US-based reggae crooner Kashief Lindo is generating a great buzz overseas with his latest single, ‘Baby I’m A Want You’, produced by his father Willie for their Heavybeat Records in Fort Lauderdale.
The single was released three months ago, while a video for the project was released two months ago.
“The song is being rotated by disc jock Waggy T on 99 Jams, David Radigan from the UK has been playing it, and Tanto Irie from HOT 105 FM has been spinning it, so it’s getting great feedback in the reggae community,” the crooner’s father, successful producer and guitarist Willie Lindo said.
The single is in the top ten of the South Florida Reggae charts, and the HITZ FM Top Ten charts while the video is in the top five of the CVM TV Music Video countdown, and is reportedly doing well in European online platforms.
“The success of this song shows that lover’s rock still has an audience out there,” the elder Lindo said.
At one time, Kashief Lindo was touted as an artiste to watch. Hit songs like ‘First Cut’ and ‘Hard Times’ in 1993, based on the “Satta Massagana” rhythm, built up a loyal following for the talented crooner. In 2012, he released a critically well-received album ‘A Reggae Tribute To Michael Jackson’, featuring 18 reggae cover versions of Jackson’s songs, with contributions from Robbie Shakespeare and Robbie Lyn.
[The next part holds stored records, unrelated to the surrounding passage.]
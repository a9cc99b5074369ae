use chrono::{DateTime, Duration, Utc};
use serde::{Deserialize, Serialize};
use uuid::Uuid;

/// Length of the post-session window during which a rematch may be started.
pub const COOLDOWN_SECONDS: i64 = 30;

#[derive(Debug, Clone, Copy, PartialEq, Eq, Hash, Serialize, Deserialize)]
#[serde(rename_all = "lowercase")]
pub enum SessionType {
    Battle,
    Cohost,
}

impl SessionType {
    pub fn as_str(&self) -> &'static str {
        match self {
            SessionType::Battle => "battle",
            SessionType::Cohost => "cohost",
        }
    }

    pub fn parse(value: &str) -> Option<Self> {
        match value {
            "battle" => Some(SessionType::Battle),
            "cohost" => Some(SessionType::Cohost),
            _ => None,
        }
    }
}

#[derive(Debug, Clone, Copy, PartialEq, Eq, Hash, Serialize, Deserialize)]
#[serde(rename_all = "lowercase")]
pub enum SessionMode {
    Speed,
    Marathon,
}

impl SessionMode {
    /// Fixed length of the active phase for this mode.
    pub fn duration(&self) -> Duration {
        match self {
            SessionMode::Speed => Duration::seconds(60),
            SessionMode::Marathon => Duration::seconds(180),
        }
    }

    pub fn as_str(&self) -> &'static str {
        match self {
            SessionMode::Speed => "speed",
            SessionMode::Marathon => "marathon",
        }
    }

    pub fn parse(value: &str) -> Option<Self> {
        match value {
            "speed" => Some(SessionMode::Speed),
            "marathon" => Some(SessionMode::Marathon),
            _ => None,
        }
    }
}

/// Session phase. Only ever moves forward: active -> cooldown -> ended, or active -> ended.
#[derive(Debug, Clone, Copy, PartialEq, Eq, Hash, Serialize, Deserialize)]
#[serde(rename_all = "lowercase")]
pub enum SessionStatus {
    Active,
    Cooldown,
    Ended,
}

impl SessionStatus {
    pub fn as_str(&self) -> &'static str {
        match self {
            SessionStatus::Active => "active",
            SessionStatus::Cooldown => "cooldown",
            SessionStatus::Ended => "ended",
        }
    }

    /// Active and cooldown sessions hold their hosts; ended ones release them.
    pub fn is_open(&self) -> bool {
        matches!(self, SessionStatus::Active | SessionStatus::Cooldown)
    }
}

/// How a participant asks a session to wind down.
#[derive(Debug, Clone, Copy, PartialEq, Eq, Serialize, Deserialize)]
#[serde(rename_all = "lowercase")]
pub enum EndReason {
    End,
    Cooldown,
}

#[derive(Debug, Clone, PartialEq, Serialize, Deserialize)]
pub struct LiveSession {
    pub session_id: String,
    #[serde(rename = "type")]
    pub session_type: SessionType,
    pub mode: SessionMode,
    pub host_a: String,
    pub host_b: String,
    pub status: SessionStatus,
    pub started_at: DateTime<Utc>,
    pub ends_at: DateTime<Utc>,
    #[serde(default, skip_serializing_if = "Option::is_none")]
    pub cooldown_ends_at: Option<DateTime<Utc>>,
    #[serde(default, skip_serializing_if = "Option::is_none")]
    pub previous_session_id: Option<String>,
    /// Invite whose acceptance created this session; `None` for rematches.
    #[serde(default, skip_serializing_if = "Option::is_none")]
    pub origin_invite_id: Option<String>,
    /// Number of participant rows; bumped under a condition when a co-host joins.
    pub participant_count: u32,
}

impl LiveSession {
    /// A freshly accepted session between the inviter (`host_a`) and the invitee (`host_b`).
    pub fn start(
        host_a: &str,
        host_b: &str,
        session_type: SessionType,
        mode: SessionMode,
        origin_invite_id: Option<&str>,
        now: DateTime<Utc>,
    ) -> Self {
        LiveSession {
            session_id: Uuid::new_v4().to_string(),
            session_type,
            mode,
            host_a: host_a.to_string(),
            host_b: host_b.to_string(),
            status: SessionStatus::Active,
            started_at: now,
            ends_at: now + mode.duration(),
            cooldown_ends_at: None,
            previous_session_id: None,
            origin_invite_id: origin_invite_id.map(str::to_string),
            participant_count: 2,
        }
    }

    /// A follow-up session for the same host pair, linked back to `self`.
    pub fn rematch(&self, now: DateTime<Utc>) -> Self {
        let mut next = LiveSession::start(
            &self.host_a,
            &self.host_b,
            self.session_type,
            self.mode,
            None,
            now,
        );
        next.previous_session_id = Some(self.session_id.clone());
        next
    }

    pub fn is_host(&self, profile_id: &str) -> bool {
        self.host_a == profile_id || self.host_b == profile_id
    }

    /// Deadline of the current phase: `cooldown_ends_at` in cooldown, `ends_at` otherwise.
    pub fn current_deadline(&self) -> Option<DateTime<Utc>> {
        match self.status {
            SessionStatus::Active => Some(self.ends_at),
            SessionStatus::Cooldown => self.cooldown_ends_at,
            SessionStatus::Ended => None,
        }
    }

    /// Whether a new participant may still be admitted at `now`.
    pub fn is_joinable(&self, now: DateTime<Utc>) -> bool {
        match self.status {
            SessionStatus::Active => true,
            SessionStatus::Cooldown => self
                .cooldown_ends_at
                .map(|deadline| deadline > now)
                .unwrap_or(false),
            SessionStatus::Ended => false,
        }
    }

    /// Whether a rematch may still start at `now`. The deadline itself counts.
    pub fn is_rematchable(&self, now: DateTime<Utc>) -> bool {
        self.status == SessionStatus::Cooldown
            && self
                .cooldown_ends_at
                .map(|deadline| now <= deadline)
                .unwrap_or(false)
    }

    pub fn room_name(&self) -> String {
        room_name(&self.session_id, self.session_type)
    }
}

/// Name of the external media room backing a session.
pub fn room_name(session_id: &str, session_type: SessionType) -> String {
    format!("{}_{}", session_type.as_str(), session_id)
}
In recent years, the diminutive Lindo has become a senior member of his father’s Heavybeat Records, working on albums and songs by rocksteady greats The Melodians among others.
Heavybeat Records is a independent label that has carved out a reputation for punching above its weight, producing solid reggae gems such as Beres Hammond’s ‘What One Dance Can Do’, classics such as Dennis Brown’s ‘Inseparable’ and timeless anthems like ‘I Wanna Wake Up With You’ by Boris Gardiner.
Now, Kashief Lindo is feeling the urge to release new vocal material, especially as rising social tensions in the US have inflamed his passions. He is now in the studios applying the finishing touches to a new EP with several conscious reggae songs, one of which will be ‘Till Dem Bun Down the House’, a song criticizing the spate of controversial police shootings involving blacks.
“Tension between the police and the black community is nothing new, but there is an ugly feel to this new wave of killing. We must unite against the scourge of racism and the murder and victimization of black people in the US society,” Kashief said.
Outrage over racial profiling and the killing of African Americans by police officers and vigilantes in recent years helped give rise to the Black Lives Matter movement. Earlier this month, a white police officer who shot and killed an African American woman in her Fort Worth, Texas, home in the presence of her eight-year-old nephew was charged with murder after resigning from the force.
Born in Kingston, Jamaica, Kashief moved with his family to Miami as a child. Kashief’s first recording was produced by his father in 1992.